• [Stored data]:
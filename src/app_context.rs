use std::future::Future;
use std::sync::Arc;
use std::time::Duration;

use anyhow::Result;
use sea_orm::DatabaseConnection;
use tracing::warn;

use crate::config::EngineConfig;
use crate::database::{establish_connection, setup_database};
use crate::errors::{GraphError, GraphResult};
use crate::services::{
    CascadeDeleteService, CloneOutcome, DeleteReport, GraphCloneService, GraphService,
    IdGenerator, IdentityRemapper, LineageService, MetamodelService, ModelSummary, UuidGenerator,
};

/// Shared context exposing the engine operations to the CLI and embedders.
///
/// Every mutating call runs under the configured deadline. A call that runs
/// past it is dropped mid-flight, which drops its open transaction and rolls
/// the store back.
#[derive(Clone)]
pub struct AppContext {
    db: DatabaseConnection,
    timeout: Duration,
    graph_service: Arc<GraphService>,
    clone_service: Arc<GraphCloneService>,
    delete_service: Arc<CascadeDeleteService>,
    lineage_service: Arc<LineageService>,
    metamodel_service: Arc<MetamodelService>,
}

impl AppContext {
    pub fn new(db: DatabaseConnection) -> Self {
        Self::with_generator(db, Arc::new(UuidGenerator), 8)
    }

    pub fn with_generator(
        db: DatabaseConnection,
        generator: Arc<dyn IdGenerator>,
        max_allocation_attempts: usize,
    ) -> Self {
        let remapper = IdentityRemapper::new(generator.clone(), max_allocation_attempts);

        Self {
            graph_service: Arc::new(GraphService::with_generator(db.clone(), generator)),
            clone_service: Arc::new(GraphCloneService::with_remapper(db.clone(), remapper)),
            delete_service: Arc::new(CascadeDeleteService::new(db.clone())),
            lineage_service: Arc::new(LineageService::new(db.clone())),
            metamodel_service: Arc::new(MetamodelService::new(db.clone())),
            timeout: EngineConfig::default().operation_timeout(),
            db,
        }
    }

    /// Connect, migrate and wire services from a loaded config
    pub async fn from_config(config: &EngineConfig) -> Result<Self> {
        let db = establish_connection(config).await?;
        setup_database(&db).await?;
        Ok(Self::with_generator(
            db,
            Arc::new(UuidGenerator),
            config.max_allocation_attempts,
        )
        .with_timeout(config.operation_timeout()))
    }

    pub fn with_timeout(mut self, timeout: Duration) -> Self {
        self.timeout = timeout;
        self
    }

    pub fn db(&self) -> &DatabaseConnection {
        &self.db
    }

    pub fn timeout(&self) -> Duration {
        self.timeout
    }

    pub fn graph_service(&self) -> Arc<GraphService> {
        self.graph_service.clone()
    }

    pub fn metamodel_service(&self) -> Arc<MetamodelService> {
        self.metamodel_service.clone()
    }

    pub fn lineage_service(&self) -> Arc<LineageService> {
        self.lineage_service.clone()
    }

    pub async fn clone_model(&self, source_model_id: &str, new_name: &str) -> GraphResult<CloneOutcome> {
        self.bounded(self.clone_service.clone_model(source_model_id, new_name))
            .await
    }

    pub async fn create_version(
        &self,
        source_model_id: &str,
        version_label: &str,
    ) -> GraphResult<CloneOutcome> {
        self.bounded(self.clone_service.create_version(source_model_id, version_label))
            .await
    }

    pub async fn instantiate_template(
        &self,
        template_model_id: &str,
        new_name: &str,
    ) -> GraphResult<CloneOutcome> {
        self.bounded(
            self.clone_service
                .instantiate_template(template_model_id, new_name),
        )
        .await
    }

    pub async fn delete_element(&self, element_id: &str, cascade: bool) -> GraphResult<DeleteReport> {
        self.bounded(self.delete_service.delete_element(element_id, cascade))
            .await
    }

    pub async fn delete_model(&self, model_id: &str, cascade: bool) -> GraphResult<DeleteReport> {
        self.bounded(self.delete_service.delete_model(model_id, cascade))
            .await
    }

    pub async fn delete_relationship(&self, relationship_id: &str) -> GraphResult<DeleteReport> {
        self.bounded(self.delete_service.delete_relationship(relationship_id))
            .await
    }

    pub async fn delete_view(&self, view_id: &str) -> GraphResult<DeleteReport> {
        self.bounded(self.delete_service.delete_view(view_id)).await
    }

    pub async fn history(&self, model_id: &str) -> GraphResult<Vec<ModelSummary>> {
        self.bounded(self.lineage_service.history(model_id)).await
    }

    pub async fn descendants(&self, model_id: &str) -> GraphResult<Vec<ModelSummary>> {
        self.bounded(self.lineage_service.descendants(model_id))
            .await
    }

    async fn bounded<T, F>(&self, operation: F) -> GraphResult<T>
    where
        F: Future<Output = GraphResult<T>>,
    {
        match tokio::time::timeout(self.timeout, operation).await {
            Ok(result) => result,
            Err(_) => {
                warn!("Operation exceeded {:?}, transaction rolled back", self.timeout);
                Err(GraphError::Timeout(self.timeout))
            }
        }
    }
}
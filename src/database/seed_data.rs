use sea_orm::*;
use tracing::{error, info};

use crate::database::begin_write;
use crate::database::entities::{domains, element_types, relationship_types};
use crate::errors::GraphResult;

/// Domain id, domain name, element types as (id, name, description)
const DOMAINS: &[(&str, &str, &[(&str, &str, &str)])] = &[
    (
        "strategy",
        "Strategy",
        &[
            ("capability", "Capability", "An ability that an active structure element possesses"),
            ("value-stream", "Value Stream", "A sequence of activities that create an overall result"),
        ],
    ),
    (
        "business",
        "Business",
        &[
            ("business-actor", "Business Actor", "An organizational entity capable of performing behavior"),
            ("business-process", "Business Process", "Behavior grouped by an ordering of activities"),
        ],
    ),
    (
        "application",
        "Application",
        &[
            ("application-component", "Application Component", "An encapsulation of application functionality"),
            ("application-service", "Application Service", "Explicitly defined exposed application behavior"),
        ],
    ),
    (
        "data",
        "Data",
        &[("data-object", "Data Object", "Data structured for automated processing")],
    ),
    (
        "technology",
        "Technology",
        &[
            ("node", "Node", "A computational or physical resource that hosts artifacts"),
            ("system-software", "System Software", "Software that provides an environment for other software"),
        ],
    ),
];

/// Relationship type id, name, directional
const RELATIONSHIP_TYPES: &[(&str, &str, bool)] = &[
    ("composition", "Composition", true),
    ("aggregation", "Aggregation", true),
    ("assignment", "Assignment", true),
    ("realization", "Realization", true),
    ("serving", "Serving", true),
    ("access", "Access", true),
    ("influence", "Influence", true),
    ("association", "Association", false),
    ("flow", "Flow", true),
    ("triggering", "Triggering", true),
    ("specialization", "Specialization", true),
];

/// Insert the default ArchiMate-style metamodel. Safe to call repeatedly.
///
/// All rows go in one transaction, so a failed seed leaves no domains behind
/// and the next call starts over.
pub async fn seed_metamodel<C>(conn: &C) -> GraphResult<()>
where
    C: ConnectionTrait + TransactionTrait,
{
    let txn = begin_write(conn).await?;

    match insert_metamodel(&txn).await {
        Ok(type_count) => {
            txn.commit().await?;
            if type_count > 0 {
                info!(
                    "Seeded {} domains, {} element types, {} relationship types",
                    DOMAINS.len(),
                    type_count,
                    RELATIONSHIP_TYPES.len()
                );
            }
            Ok(())
        }
        Err(err) => {
            if let Err(rollback_err) = txn.rollback().await {
                error!("Rollback after failed seed also failed: {}", rollback_err);
            }
            Err(err)
        }
    }
}

/// Returns the number of element types written, zero when already seeded
async fn insert_metamodel<C>(db: &C) -> GraphResult<usize>
where
    C: ConnectionTrait,
{
    let existing = domains::Entity::find().count(db).await?;
    if existing > 0 {
        info!("Metamodel already present, skipping seed");
        return Ok(0);
    }

    info!("Seeding default metamodel");

    let mut type_count = 0;
    for (domain_id, domain_name, types) in DOMAINS {
        domains::ActiveModel {
            id: Set(domain_id.to_string()),
            name: Set(domain_name.to_string()),
            description: Set(Some(format!("{} architecture domain", domain_name))),
        }
        .insert(db)
        .await?;

        for (type_id, type_name, description) in types.iter() {
            element_types::ActiveModel {
                id: Set(type_id.to_string()),
                domain_id: Set(domain_id.to_string()),
                name: Set(type_name.to_string()),
                description: Set(Some(description.to_string())),
            }
            .insert(db)
            .await?;
            type_count += 1;
        }
    }

    for (id, name, directional) in RELATIONSHIP_TYPES {
        relationship_types::ActiveModel {
            id: Set(id.to_string()),
            name: Set(name.to_string()),
            description: Set(None),
            directional: Set(*directional),
        }
        .insert(db)
        .await?;
    }

    Ok(type_count)
}
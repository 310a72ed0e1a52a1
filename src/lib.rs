pub mod app_context;
pub mod config;
pub mod database;
pub mod errors;
pub mod services;

pub use app_context::AppContext;
pub use config::EngineConfig;
pub use errors::{GraphError, GraphResult, IntegrityWarning};
use sea_orm::entity::prelude::*;
use serde::{Deserialize, Serialize};

#[derive(Clone, Debug, PartialEq, DeriveEntityModel, Serialize, Deserialize)]
#[sea_orm(table_name = "ea_element_types")]
pub struct Model {
    #[sea_orm(primary_key, auto_increment = false)]
    pub id: String,
    pub domain_id: String,
    pub name: String,
    pub description: Option<String>,
}

#[derive(Copy, Clone, Debug, EnumIter, DeriveRelation)]
pub enum Relation {
    #[sea_orm(
        belongs_to = "super::domains::Entity",
        from = "Column::DomainId",
        to = "super::domains::Column::Id"
    )]
    Domains,
}

impl Related<super::domains::Entity> for Entity {
    fn to() -> RelationDef {
        Relation::Domains.def()
    }
}

impl ActiveModelBehavior for ActiveModel {}
pub mod connection;
pub mod entities;
pub mod migrations;
pub mod seed_data;
pub mod store;
pub mod test_utils;

pub use connection::*;
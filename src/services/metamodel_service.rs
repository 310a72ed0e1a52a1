use std::collections::{HashMap, HashSet};

use sea_orm::{ConnectionTrait, DatabaseConnection, EntityTrait, QueryOrder};

use crate::database::entities::{domains, element_types, relationship_types};
use crate::database::store;
use crate::errors::GraphResult;

/// Point-in-time view of the type definitions, read inside the caller's transaction
#[derive(Debug, Clone, Default)]
pub struct MetamodelSnapshot {
    element_types: HashSet<String>,
    relationship_types: HashMap<String, bool>,
}

impl MetamodelSnapshot {
    pub async fn load<C>(conn: &C) -> GraphResult<Self>
    where
        C: ConnectionTrait,
    {
        Ok(Self {
            element_types: store::element_type_ids(conn).await?,
            relationship_types: store::relationship_type_directions(conn).await?,
        })
    }

    pub fn has_element_type(&self, type_id: &str) -> bool {
        self.element_types.contains(type_id)
    }

    /// Directional flag defined by the relationship type, if the type still exists
    pub fn relationship_direction(&self, type_id: &str) -> Option<bool> {
        self.relationship_types.get(type_id).copied()
    }
}

/// Read-only access to domains, element types and relationship types
#[derive(Clone)]
pub struct MetamodelService {
    db: DatabaseConnection,
}

impl MetamodelService {
    pub fn new(db: DatabaseConnection) -> Self {
        Self { db }
    }

    pub async fn snapshot(&self) -> GraphResult<MetamodelSnapshot> {
        MetamodelSnapshot::load(&self.db).await
    }

    pub async fn list_domains(&self) -> GraphResult<Vec<domains::Model>> {
        Ok(domains::Entity::find()
            .order_by_asc(domains::Column::Name)
            .all(&self.db)
            .await?)
    }

    pub async fn list_element_types(&self) -> GraphResult<Vec<element_types::Model>> {
        Ok(element_types::Entity::find()
            .order_by_asc(element_types::Column::Name)
            .all(&self.db)
            .await?)
    }

    pub async fn list_relationship_types(&self) -> GraphResult<Vec<relationship_types::Model>> {
        Ok(relationship_types::Entity::find()
            .order_by_asc(relationship_types::Column::Name)
            .all(&self.db)
            .await?)
    }
}
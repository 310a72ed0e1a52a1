//! Errors that abort an engine operation.
//!
//! Every variant returned from a public operation means the surrounding
//! transaction was rolled back.

use std::fmt;
use std::time::Duration;

use serde::{Deserialize, Serialize};
use thiserror::Error;

/// Kind of row an error or warning refers to
#[derive(Debug, Clone, Copy, PartialEq, Eq, Serialize, Deserialize)]
#[serde(rename_all = "snake_case")]
pub enum EntityKind {
    Model,
    Element,
    Relationship,
    View,
    ElementType,
    RelationshipType,
}

impl fmt::Display for EntityKind {
    fn fmt(&self, f: &mut fmt::Formatter<'_>) -> fmt::Result {
        let name = match self {
            EntityKind::Model => "Model",
            EntityKind::Element => "Element",
            EntityKind::Relationship => "Relationship",
            EntityKind::View => "View",
            EntityKind::ElementType => "Element type",
            EntityKind::RelationshipType => "Relationship type",
        };
        f.write_str(name)
    }
}

#[derive(Error, Debug)]
pub enum GraphError {
    /// Referenced row is absent
    #[error("{entity} '{id}' not found")]
    NotFound { entity: EntityKind, id: String },

    /// Non-cascading delete blocked by dependents
    #[error("{entity} '{id}' cannot be deleted: {reason}")]
    Conflict {
        entity: EntityKind,
        id: String,
        reason: String,
    },

    /// Operation exceeded the caller-supplied deadline and was rolled back
    #[error("Operation timed out after {0:?}")]
    Timeout(Duration),

    /// Underlying store or transaction failure
    #[error("Store error: {0}")]
    Store(#[from] sea_orm::DbErr),

    /// Identifier generation could not produce a fresh id
    #[error("Identifier allocation failed after {attempts} attempts")]
    IdAllocation { attempts: usize },

    /// A write would break the graph invariant
    #[error("Invalid reference: {0}")]
    InvalidReference(String),
}

impl GraphError {
    pub fn not_found(entity: EntityKind, id: impl Into<String>) -> Self {
        GraphError::NotFound {
            entity,
            id: id.into(),
        }
    }

    pub fn conflict(entity: EntityKind, id: impl Into<String>, reason: impl Into<String>) -> Self {
        GraphError::Conflict {
            entity,
            id: id.into(),
            reason: reason.into(),
        }
    }

    pub fn is_not_found(&self) -> bool {
        matches!(self, GraphError::NotFound { .. })
    }

    pub fn is_conflict(&self) -> bool {
        matches!(self, GraphError::Conflict { .. })
    }

    pub fn is_timeout(&self) -> bool {
        matches!(self, GraphError::Timeout(_))
    }

    /// Store-class failures: transport, transaction, or id allocation
    pub fn is_store_error(&self) -> bool {
        matches!(self, GraphError::Store(_) | GraphError::IdAllocation { .. })
    }

    /// Get error code for API responses
    pub fn error_code(&self) -> &'static str {
        match self {
            GraphError::NotFound { .. } => "NOT_FOUND",
            GraphError::Conflict { .. } => "CONFLICT",
            GraphError::Timeout(_) => "TIMEOUT",
            GraphError::Store(_) | GraphError::IdAllocation { .. } => "STORE_ERROR",
            GraphError::InvalidReference(_) => "VALIDATION_FAILED",
        }
    }
}
use sea_orm::{
    ConnectOptions, ConnectionTrait, Database, DatabaseConnection, DatabaseTransaction, DbBackend,
    DbErr, TransactionTrait,
};
use sea_orm_migration::MigratorTrait;
use std::time::Duration;
use tracing::debug;

use crate::config::EngineConfig;
use crate::database::migrations::Migrator;

pub async fn establish_connection(config: &EngineConfig) -> Result<DatabaseConnection, DbErr> {
    let mut opt = ConnectOptions::new(config.database_url.clone());

    // Every connection to an in-memory SQLite url opens a fresh database
    if config.database_url.contains(":memory:") {
        opt.max_connections(1).min_connections(1);
    } else {
        opt.max_connections(config.max_connections)
            .min_connections(1);
    }

    opt.connect_timeout(Duration::from_secs(5))
        .acquire_timeout(Duration::from_secs(5))
        .idle_timeout(Duration::from_secs(300))
        .sqlx_logging(config.sqlx_logging)
        .sqlx_logging_level(tracing::log::LevelFilter::Debug);

    let db = Database::connect(opt).await?;

    // Readers never block the single writer. The mode is stored in the file.
    if db.get_database_backend() == DbBackend::Sqlite && !config.database_url.contains(":memory:") {
        db.execute_unprepared("PRAGMA journal_mode = WAL").await?;
        debug!("SQLite journal mode set to WAL");
    }

    Ok(db)
}

/// Statement that makes SQLite take its write lock without touching a row
const SQLITE_WRITE_LOCK: &str = "UPDATE ea_models SET updated_at = updated_at WHERE 0";

/// Open a transaction that will write.
///
/// On SQLite a plain `BEGIN` takes the write lock lazily, and upgrading a read
/// lock fails with `SQLITE_BUSY` at once if another writer is active. Taking
/// the lock as the first statement lets concurrent writers queue on the
/// connection's busy timeout instead.
pub async fn begin_write<C>(db: &C) -> Result<DatabaseTransaction, DbErr>
where
    C: TransactionTrait + ConnectionTrait,
{
    let txn = db.begin().await?;
    if txn.get_database_backend() == DbBackend::Sqlite {
        txn.execute_unprepared(SQLITE_WRITE_LOCK).await?;
    }
    Ok(txn)
}

/// Bring the schema up to date
pub async fn setup_database(db: &DatabaseConnection) -> Result<(), DbErr> {
    Migrator::up(db, None).await
}

pub fn get_database_url(database_path: Option<&str>) -> String {
    match database_path {
        Some(":memory:") => "sqlite::memory:".to_string(),
        Some(path) => format!("sqlite://{}?mode=rwc", path),
        None => "sqlite://eagraph.db?mode=rwc".to_string(),
    }
}

#[cfg(test)]
mod tests {
    use super::*;

    #[test]
    fn test_database_url_variants() {
        assert_eq!(get_database_url(Some(":memory:")), "sqlite::memory:");
        assert_eq!(
            get_database_url(Some("/tmp/ea.db")),
            "sqlite:///tmp/ea.db?mode=rwc"
        );
        assert_eq!(get_database_url(None), "sqlite://eagraph.db?mode=rwc");
    }
}
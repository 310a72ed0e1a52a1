use sea_orm::entity::prelude::*;
use serde::{Deserialize, Serialize};

#[derive(Clone, Debug, PartialEq, DeriveEntityModel, Serialize, Deserialize)]
#[sea_orm(table_name = "ea_relationship_types")]
pub struct Model {
    #[sea_orm(primary_key, auto_increment = false)]
    pub id: String,
    pub name: String,
    pub description: Option<String>,
    pub directional: bool,
}

#[derive(Copy, Clone, Debug, EnumIter, DeriveRelation)]
pub enum Relation {}

impl ActiveModelBehavior for ActiveModel {}
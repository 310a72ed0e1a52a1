#[cfg(test)]
use sea_orm::DatabaseConnection;

#[cfg(test)]
pub async fn setup_test_db() -> DatabaseConnection {
    // In-memory SQLite database for testing
    let config = crate::config::EngineConfig::in_memory();
    let db = crate::database::establish_connection(&config)
        .await
        .expect("Failed to connect to test database");

    crate::database::setup_database(&db)
        .await
        .expect("Failed to run migrations");

    db
}
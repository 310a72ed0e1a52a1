use sea_orm_migration::prelude::*;

mod m001_create_model_tables;
mod m002_create_metamodel_tables;

pub struct Migrator;

#[async_trait::async_trait]
impl MigratorTrait for Migrator {
    fn migrations() -> Vec<Box<dyn MigrationTrait>> {
        vec![
            Box::new(m001_create_model_tables::Migration),
            Box::new(m002_create_metamodel_tables::Migration),
        ]
    }
}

• [PROMPT]: Using the records given above, list every line that includes the word "existing".

• [SOLUTION TO THE PROBLEM]:
    let existing = domains::Entity::find().count(db).await?;
    if existing > 0 {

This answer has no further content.